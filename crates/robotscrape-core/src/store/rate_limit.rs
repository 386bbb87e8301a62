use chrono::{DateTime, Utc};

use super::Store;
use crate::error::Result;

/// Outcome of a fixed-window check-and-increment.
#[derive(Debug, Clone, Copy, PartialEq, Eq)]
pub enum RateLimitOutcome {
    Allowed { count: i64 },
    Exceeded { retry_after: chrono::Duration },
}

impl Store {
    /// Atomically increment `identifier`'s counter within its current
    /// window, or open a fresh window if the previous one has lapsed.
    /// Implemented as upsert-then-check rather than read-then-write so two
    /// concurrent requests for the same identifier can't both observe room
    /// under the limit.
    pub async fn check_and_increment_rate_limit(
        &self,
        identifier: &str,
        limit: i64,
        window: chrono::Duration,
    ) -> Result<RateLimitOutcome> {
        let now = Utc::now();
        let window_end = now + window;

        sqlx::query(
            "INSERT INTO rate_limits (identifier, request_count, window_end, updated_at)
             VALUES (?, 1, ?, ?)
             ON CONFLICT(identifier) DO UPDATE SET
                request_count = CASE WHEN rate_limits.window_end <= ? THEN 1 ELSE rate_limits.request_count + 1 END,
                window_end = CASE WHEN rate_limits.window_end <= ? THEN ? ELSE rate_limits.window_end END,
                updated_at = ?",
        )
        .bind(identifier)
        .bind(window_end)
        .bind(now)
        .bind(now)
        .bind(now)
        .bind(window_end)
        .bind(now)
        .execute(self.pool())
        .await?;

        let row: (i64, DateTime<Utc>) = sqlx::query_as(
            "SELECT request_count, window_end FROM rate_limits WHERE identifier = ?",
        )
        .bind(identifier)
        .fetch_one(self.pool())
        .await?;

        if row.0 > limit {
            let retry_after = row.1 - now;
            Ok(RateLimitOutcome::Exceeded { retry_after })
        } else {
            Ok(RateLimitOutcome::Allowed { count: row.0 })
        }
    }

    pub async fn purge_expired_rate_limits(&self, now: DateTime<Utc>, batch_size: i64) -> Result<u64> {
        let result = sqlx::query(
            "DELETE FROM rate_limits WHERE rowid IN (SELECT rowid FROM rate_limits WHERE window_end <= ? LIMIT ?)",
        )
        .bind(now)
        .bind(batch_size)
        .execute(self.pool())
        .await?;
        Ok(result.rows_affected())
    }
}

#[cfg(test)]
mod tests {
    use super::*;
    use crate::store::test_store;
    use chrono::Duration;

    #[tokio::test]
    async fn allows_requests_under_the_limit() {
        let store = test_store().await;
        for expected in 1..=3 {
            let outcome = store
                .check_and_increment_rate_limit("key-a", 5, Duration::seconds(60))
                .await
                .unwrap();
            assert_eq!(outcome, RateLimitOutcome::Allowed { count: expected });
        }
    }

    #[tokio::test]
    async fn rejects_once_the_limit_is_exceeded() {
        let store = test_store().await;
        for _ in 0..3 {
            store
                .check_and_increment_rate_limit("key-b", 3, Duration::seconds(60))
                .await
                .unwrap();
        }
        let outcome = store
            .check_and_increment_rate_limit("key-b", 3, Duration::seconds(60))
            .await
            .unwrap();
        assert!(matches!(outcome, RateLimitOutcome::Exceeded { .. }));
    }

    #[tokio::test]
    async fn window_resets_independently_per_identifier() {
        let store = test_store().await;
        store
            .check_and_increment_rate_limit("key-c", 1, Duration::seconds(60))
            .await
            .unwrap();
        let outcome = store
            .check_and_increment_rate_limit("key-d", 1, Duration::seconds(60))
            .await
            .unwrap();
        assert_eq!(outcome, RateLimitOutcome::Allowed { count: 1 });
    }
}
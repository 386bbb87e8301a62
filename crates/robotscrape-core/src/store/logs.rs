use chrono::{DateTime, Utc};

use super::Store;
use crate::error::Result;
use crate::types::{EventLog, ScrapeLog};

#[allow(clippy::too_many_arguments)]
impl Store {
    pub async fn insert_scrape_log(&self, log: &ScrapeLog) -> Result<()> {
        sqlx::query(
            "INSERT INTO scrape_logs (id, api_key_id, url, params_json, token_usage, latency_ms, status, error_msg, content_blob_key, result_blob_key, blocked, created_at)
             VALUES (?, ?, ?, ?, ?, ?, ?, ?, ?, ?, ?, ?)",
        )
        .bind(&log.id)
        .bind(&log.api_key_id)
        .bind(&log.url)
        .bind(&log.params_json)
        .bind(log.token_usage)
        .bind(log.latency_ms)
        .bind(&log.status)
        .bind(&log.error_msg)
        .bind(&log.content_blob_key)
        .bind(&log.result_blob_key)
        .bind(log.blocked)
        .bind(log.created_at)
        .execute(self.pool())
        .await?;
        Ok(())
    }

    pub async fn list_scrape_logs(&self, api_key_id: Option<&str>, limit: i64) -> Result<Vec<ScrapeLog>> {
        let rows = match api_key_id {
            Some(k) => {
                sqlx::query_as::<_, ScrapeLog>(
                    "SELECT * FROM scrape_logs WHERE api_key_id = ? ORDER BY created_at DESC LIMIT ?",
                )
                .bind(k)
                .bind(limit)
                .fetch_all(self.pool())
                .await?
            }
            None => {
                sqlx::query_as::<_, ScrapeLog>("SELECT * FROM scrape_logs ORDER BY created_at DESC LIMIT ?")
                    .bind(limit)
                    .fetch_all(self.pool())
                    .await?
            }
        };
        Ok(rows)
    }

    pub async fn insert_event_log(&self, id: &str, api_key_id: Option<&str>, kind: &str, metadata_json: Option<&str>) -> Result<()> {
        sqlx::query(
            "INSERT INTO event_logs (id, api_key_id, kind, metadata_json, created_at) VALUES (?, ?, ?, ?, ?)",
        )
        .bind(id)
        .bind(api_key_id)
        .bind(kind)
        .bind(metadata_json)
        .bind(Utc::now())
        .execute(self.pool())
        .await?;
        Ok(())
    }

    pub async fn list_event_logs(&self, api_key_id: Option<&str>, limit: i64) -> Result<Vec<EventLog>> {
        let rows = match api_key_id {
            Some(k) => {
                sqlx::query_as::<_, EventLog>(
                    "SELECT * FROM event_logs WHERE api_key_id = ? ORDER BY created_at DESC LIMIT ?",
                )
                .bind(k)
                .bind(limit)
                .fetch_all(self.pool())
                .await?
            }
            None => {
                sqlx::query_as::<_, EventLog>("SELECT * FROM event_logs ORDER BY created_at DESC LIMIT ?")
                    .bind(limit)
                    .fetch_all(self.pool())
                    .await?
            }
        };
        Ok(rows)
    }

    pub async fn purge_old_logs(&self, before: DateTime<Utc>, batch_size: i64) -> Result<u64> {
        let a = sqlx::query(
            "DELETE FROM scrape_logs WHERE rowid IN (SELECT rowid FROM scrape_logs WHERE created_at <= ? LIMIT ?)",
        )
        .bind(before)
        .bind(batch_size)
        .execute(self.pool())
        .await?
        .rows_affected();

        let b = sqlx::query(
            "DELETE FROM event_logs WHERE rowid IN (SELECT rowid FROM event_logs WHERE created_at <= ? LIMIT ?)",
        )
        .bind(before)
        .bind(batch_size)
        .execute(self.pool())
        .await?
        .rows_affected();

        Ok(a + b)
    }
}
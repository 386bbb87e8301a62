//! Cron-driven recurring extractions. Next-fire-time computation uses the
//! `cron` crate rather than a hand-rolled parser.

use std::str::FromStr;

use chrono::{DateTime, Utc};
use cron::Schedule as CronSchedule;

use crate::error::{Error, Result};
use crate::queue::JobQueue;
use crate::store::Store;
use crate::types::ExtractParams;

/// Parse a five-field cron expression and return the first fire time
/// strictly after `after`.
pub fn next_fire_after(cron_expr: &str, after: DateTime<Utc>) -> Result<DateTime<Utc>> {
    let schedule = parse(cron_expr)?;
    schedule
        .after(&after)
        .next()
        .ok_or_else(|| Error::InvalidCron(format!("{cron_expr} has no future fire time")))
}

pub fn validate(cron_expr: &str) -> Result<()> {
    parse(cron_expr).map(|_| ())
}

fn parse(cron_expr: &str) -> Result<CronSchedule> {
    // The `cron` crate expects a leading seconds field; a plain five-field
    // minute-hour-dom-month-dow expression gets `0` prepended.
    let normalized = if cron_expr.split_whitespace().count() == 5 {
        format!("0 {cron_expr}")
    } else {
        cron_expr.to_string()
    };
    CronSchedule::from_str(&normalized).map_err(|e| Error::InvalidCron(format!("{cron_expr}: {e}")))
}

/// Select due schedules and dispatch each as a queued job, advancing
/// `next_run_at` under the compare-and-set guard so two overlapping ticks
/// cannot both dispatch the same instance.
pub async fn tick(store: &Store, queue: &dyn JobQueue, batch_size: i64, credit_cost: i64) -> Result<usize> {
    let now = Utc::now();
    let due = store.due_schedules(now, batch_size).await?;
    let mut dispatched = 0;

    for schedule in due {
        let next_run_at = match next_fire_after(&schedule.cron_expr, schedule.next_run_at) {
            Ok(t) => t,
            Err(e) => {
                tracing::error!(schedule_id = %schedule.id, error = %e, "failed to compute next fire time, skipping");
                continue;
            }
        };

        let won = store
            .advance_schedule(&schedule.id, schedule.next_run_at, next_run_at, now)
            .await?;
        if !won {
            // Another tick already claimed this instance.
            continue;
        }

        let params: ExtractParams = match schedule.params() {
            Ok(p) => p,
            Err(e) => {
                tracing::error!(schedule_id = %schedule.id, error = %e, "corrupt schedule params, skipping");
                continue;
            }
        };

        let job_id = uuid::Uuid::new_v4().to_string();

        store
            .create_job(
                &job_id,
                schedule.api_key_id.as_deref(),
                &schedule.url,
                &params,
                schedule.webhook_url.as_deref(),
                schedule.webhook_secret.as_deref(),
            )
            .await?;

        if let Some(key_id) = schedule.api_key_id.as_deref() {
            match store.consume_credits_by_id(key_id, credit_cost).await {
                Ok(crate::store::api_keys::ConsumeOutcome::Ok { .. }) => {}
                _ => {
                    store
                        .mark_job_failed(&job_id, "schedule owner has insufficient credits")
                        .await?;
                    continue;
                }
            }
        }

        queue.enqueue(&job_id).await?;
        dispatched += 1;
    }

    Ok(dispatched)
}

→ **WHAT YOU NEED TO DO**: This task calls for each line of the material that contains "format".

→ **ANSWER AREA**:
        .ok_or_else(|| Error::InvalidCron(format!("{cron_expr} has no future fire time")))
        format!("0 {cron_expr}")
    CronSchedule::from_str(&normalized).map_err(|e| Error::InvalidCron(format!("{cron_expr}: {e}")))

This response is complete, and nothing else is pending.